Birdhouse: A preview of Stewart Woodman's new restaurant

While other restaurants languish with elastic opening dates, Stewart and Heidi Woodman aren't wasting any time opening the doors at Birdhouse. It seemed the second the announcement of Duplex's closing hit the press, rumors started swirling that a name chef had swooped in. A short while later there was confirmation from the Woodman camp, along with the promise of healthy, sustainable food. Now, in the bat of an eye, the restaurant is ever-so-softly opening.

We were given a peek inside as they roll out the menu and charge toward the day they open to the public -- which is just around the corner. 

Stewart says their planned hard opening date is June 21. As of now, Shefzilla is using Twitter to give his fans little tidbits from his hashtag #supersoftopening.

One dish we sampled was a playful take on a vegetarian pate, a super smooth, thick pea puree buried under a layer of creme fraiche, mimicking the fat cap on a traditional meaty version.The changes to the converted house are subtle but polished. White tile glinted from the kitchen, and afternoon light shone off the polished bar.  A sample menu listed appealing dishes that ran the gamut from meaty to gluten-free and dairy-free to vegetarian and vegan. "You can throw a little meat in if you want to, but all these dishes are complete items themselves," Stewart explained . 

We sampled two juices sodas, which the new chef Ben Mauk had just emerged from preparing in the basement. It seems he's developed a mad scientist's love of the juicer. The pale-green cucumber lemon was wonderfully refreshing on a sweltering day.  "You know what would go great in this?" a compatriot asked. "Gin." Woodman laughed and agreed. Soon the full liquor license will become available, and so will the adult version of that drink.

Mauk is a Minnesota native, having gradutated from South High. He headed east, attended the Culinary Institute of Arts in Hyde Park, and went on to co-own the acclaimed Twist restaurant.
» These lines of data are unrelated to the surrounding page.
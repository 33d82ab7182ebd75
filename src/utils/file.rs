use std::fs::File;
use std::io;
use std::io::Read;
use std::path::{Path, PathBuf};

/// Checks the gzip magic bytes. Files shorter than two bytes are not gzipped.
pub fn is_gzipped(path: &Path) -> io::Result<bool> {
    let mut file = File::open(path)?;
    let mut buffer = [0u8; 2];
    match file.read_exact(&mut buffer) {
        Ok(()) => Ok(buffer == [0x1F, 0x8B]), // Gzip magic bytes
        Err(e) if e.kind() == io::ErrorKind::UnexpectedEof => Ok(false),
        Err(e) => Err(e),
    }
}


/// Derives an artifact path from a target basename by plain concatenation.
///
/// # Arguments
///
/// * `target` - Per-sample basename, e.g. `out/rep1`.
/// * `suffix` - Fixed suffix, e.g. `_all.sam`.
///
/// # Returns
/// `out/rep1_all.sam`
pub fn target_path(target: &Path, suffix: &str) -> PathBuf {
    let mut name = target.as_os_str().to_owned();
    name.push(suffix);
    PathBuf::from(name)
}

/// Paths bowtie writes for a paired `--un`/`--max` base path: `x.fastq` -> `x_1.fastq`, `x_2.fastq`.
pub fn mate_paths(base: &Path) -> Vec<PathBuf> {
    let stem = base.file_stem().map(|s| s.to_string_lossy().into_owned()).unwrap_or_default();
    let ext = base.extension().map(|e| format!(".{}", e.to_string_lossy())).unwrap_or_default();
    (1..=2)
        .map(|mate| base.with_file_name(format!("{}_{}{}", stem, mate, ext)))
        .collect()
}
Times changed, Twist closed, and Mauk spent some time working as executive chef at Bon Appetit Management Company at Stanford University. All the while he specialized in farm-to-table cooking, which caught Woodman's eye.

The quinoa croquettes with a faux mayo were a gluten-free, vegan delight. No matter how healthy you spin it, these things were addictive: hearty, crunchy, savory, and small enough to make them so easy to eat.

The menu will be conservative in size, and the portions will be modest. Same with the seating. They plan to be "aggressive" with the wine list--all sustainable wines and only serving two reds and two whites at a time. The liquor will also be as sustainable as possible. The new Birdhouse looks to be a modest and refreshing little Uptown roost.